The two parties have found something to agree on: taxes on small business are too high and they are set to go much higher by the end of the year unless Congress acts. These are the facts:

  • Pass-through business entities, such as S-corporations, partnerships and sole proprietorships, account for nearly 95 percent of business entities, 54 percent of business income, and 54 percent of private sector employment.
  • They employ more than half the private sector work force in every state except Delaware and Hawaii.
  • Pass-through businesses are taxed under the personal code, which is highly progressive, and in fact the most progressive income tax system in the developed world, according to the OECD. The vast majority of pass-through business income is taxed at the top marginal rate. For instance, Treasury finds that 39 percent of pass-through income accrues to millionaires, and 75 percent to those earning $200,000 or more. Limiting it to small business income (as they define it), 18 percent accrues to millionaires and 64 percent to those earning $200,000 or more.
  • Similar to the corporate rate, when state/local income taxes are added the combined top marginal rate on personal income is close to 40 percent, making it nearly the highest rate on business income among industrialized countries. The Bush tax cuts are set to expire at the end of the year, which would push the top rate to over 45 percent, much higher than in any other industrialized country.
  • The following additional tax increases are set to hit small businesses beginning January 1, 2013:
    • The Medicare tax increase from 2.9 to 3.8 percent for those making more than $200,000.
    • The 2.9 percent surcharge on investment income on top of the expiration of the Bush tax cuts means taxes on investment increase 60 percent — from 15 to 23.8 percent.
  • A number of studies have shown such high tax rates on profits are detrimental to investment and economic growth. For example, a 5-percentage point increase in the individual marginal tax rate was found to reduce the percentage of entrepreneurs who made new capital investments by 10.4 percent and the mean amount of investment by 9.9 percent.
  • Small businesses experience higher compliance costs than big businesses, not only because of the multiple business forms to choose from, which often differ from state to state, but also because of the numerous tax expenditures which are often too complicated and too minor for them to deal with. Most of these are available to all businesses, but economies of scale mean the typical small business doesn’t have a tax division to sort them out.

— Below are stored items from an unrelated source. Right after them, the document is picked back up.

//! # Backing Stores
//!
//! Two storage legs behind the gateway: a local per-page JSON cache
//! that is always reachable, and a [`RemoteStore`] seam for whatever
//! backend the host wires in. The remote is an external collaborator;
//! this crate only ever hands it an opaque payload string.

use std::collections::HashMap;
use std::io;
use std::path::{Path, PathBuf};
use thiserror::Error;

#[derive(Error, Debug)]
pub enum StoreError {
    #[error("IO error: {0}")]
    Io(#[from] io::Error),

    #[error("Remote store unavailable: {0}")]
    Unavailable(String),
}

/// Stable storage key for a document, derived from its path so maps
/// from different documents never collide. `/products/summer.html` →
/// `products-summer`; an empty or root path → `index`.
pub fn page_identity(document_path: &str) -> String {
    let trimmed = document_path.trim().trim_matches('/');
    // Only the final segment carries an extension; directory names may
    // have dots of their own (`/v2.5/pricing`).
    let without_ext = match trimmed.rsplit_once('/') {
        Some((dirs, file)) => format!("{}/{}", dirs, strip_extension(file)),
        None => strip_extension(trimmed).to_string(),
    };

    let mut identity = String::new();
    for segment in without_ext.split('/').filter(|s| !s.is_empty()) {
        if !identity.is_empty() {
            identity.push('-');
        }
        for c in segment.chars() {
            if c.is_ascii_alphanumeric() {
                identity.push(c.to_ascii_lowercase());
            } else if !identity.ends_with('-') {
                identity.push('-');
            }
        }
    }
    let identity = identity.trim_matches('-').to_string();
    if identity.is_empty() {
        "index".to_string()
    } else {
        identity
    }
}

fn strip_extension(segment: &str) -> &str {
    segment
        .rsplit_once('.')
        .map(|(stem, _)| stem)
        .unwrap_or(segment)
}

/// Per-page JSON files under a cache directory.
#[derive(Debug, Clone)]
pub struct LocalCache {
    dir: PathBuf,
}

impl LocalCache {
    pub fn new(dir: impl Into<PathBuf>) -> Self {
        Self { dir: dir.into() }
    }

    fn file_for(&self, identity: &str) -> PathBuf {
        self.dir.join(format!("{}.json", identity))
    }

    pub fn path(&self) -> &Path {
        &self.dir
    }

    pub fn write(&self, identity: &str, payload: &str) -> Result<(), StoreError> {
        std::fs::create_dir_all(&self.dir)?;
        std::fs::write(self.file_for(identity), payload)?;
        Ok(())
    }

    /// `Ok(None)` when no map has been cached for this page yet.
    pub fn read(&self, identity: &str) -> Result<Option<String>, StoreError> {
        match std::fs::read_to_string(self.file_for(identity)) {
            Ok(payload) => Ok(Some(payload)),
            Err(e) if e.kind() == io::ErrorKind::NotFound => Ok(None),
            Err(e) => Err(e.into()),
        }
    }
}

/// Seam to the out-of-scope backend. Payloads are opaque strings.
pub trait RemoteStore {
    fn push(&mut self, identity: &str, payload: &str) -> Result<(), StoreError>;
    fn pull(&mut self, identity: &str) -> Result<Option<String>, StoreError>;
}

/// In-process remote, for tests and host embeddings without a backend.
#[derive(Debug, Default)]
pub struct InMemoryRemote {
    entries: HashMap<String, String>,
    fail_push: bool,
    fail_pull: bool,
}

impl InMemoryRemote {
    pub fn new() -> Self {
        Self::default()
    }

    /// Remote whose pushes always fail, for degradation tests.
    pub fn failing_push() -> Self {
        Self {
            fail_push: true,
            ..Self::default()
        }
    }

    pub fn failing_pull() -> Self {
        Self {
            fail_pull: true,
            ..Self::default()
        }
    }

    pub fn entry(&self, identity: &str) -> Option<&str> {
        self.entries.get(identity).map(|s| s.as_str())
    }
}

impl RemoteStore for InMemoryRemote {
    fn push(&mut self, identity: &str, payload: &str) -> Result<(), StoreError> {
        if self.fail_push {
            return Err(StoreError::Unavailable("push rejected".to_string()));
        }
        self.entries.insert(identity.to_string(), payload.to_string());
        Ok(())
    }

    fn pull(&mut self, identity: &str) -> Result<Option<String>, StoreError> {
        if self.fail_pull {
            return Err(StoreError::Unavailable("pull rejected".to_string()));
        }
        Ok(self.entries.get(identity).cloned())
    }
}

To deal with this, Representative Cantor and Senator Reid have each proposed reducing taxes on small business. However, rather than simply cutting the rate, or preventing rates from going up at the end of the year, they propose various special carve outs for small business, further complicating the tax code. One problem is defining small business.

The Cantor proposal would define it based on number of employees, i.e. fewer than 500. That’s pretty straight forward, but how would a business with 500 employees respond? If a company can save 20% on their tax bill by not hiring any more employees, that’s not the kind of incentives we want in the tax code. Also, it can easily be gamed: if all it takes is a little business income to reduce one’s overall tax bill by 20%, we can expect to see a lot more yard sales and ebay entrepreneurs.

The Reid proposal doesn’t seem fully specified yet, but appears not to define small business but rather provide a 10% tax cut, capped at $500,000, for those companies that expand their payroll by adding employees or increasing wages. Like the Cantor proposal, this would also introduce some perverse incentives for those companies operating near the $500,000 threshold. Likewise it can easily be gamed, say by firing and hiring one person, maybe the same person, for a net jobs gain of zero. Or even easier, simply add $1 to one employee’s salary. The Reid proposal also provides 100% expensing for small business, which if generally applied to all businesses would be a good idea, but again trying to target it for small business is tricky practically.

Even if targeting small business were practically feasible, it would not make sound tax policy in principle. A better way to ensure that small and large businesses pay the same rate is, first, to have them pay the same rate. That is currently the case at the federal level: both corporate and pass-through businesses pay 35 percent. So don’t let it go up on either at the end of the year, and, preferably, reduce the rate on both. Second, resist the temptation to add loopholes targeted for one business or another, and eliminate those that currently exist.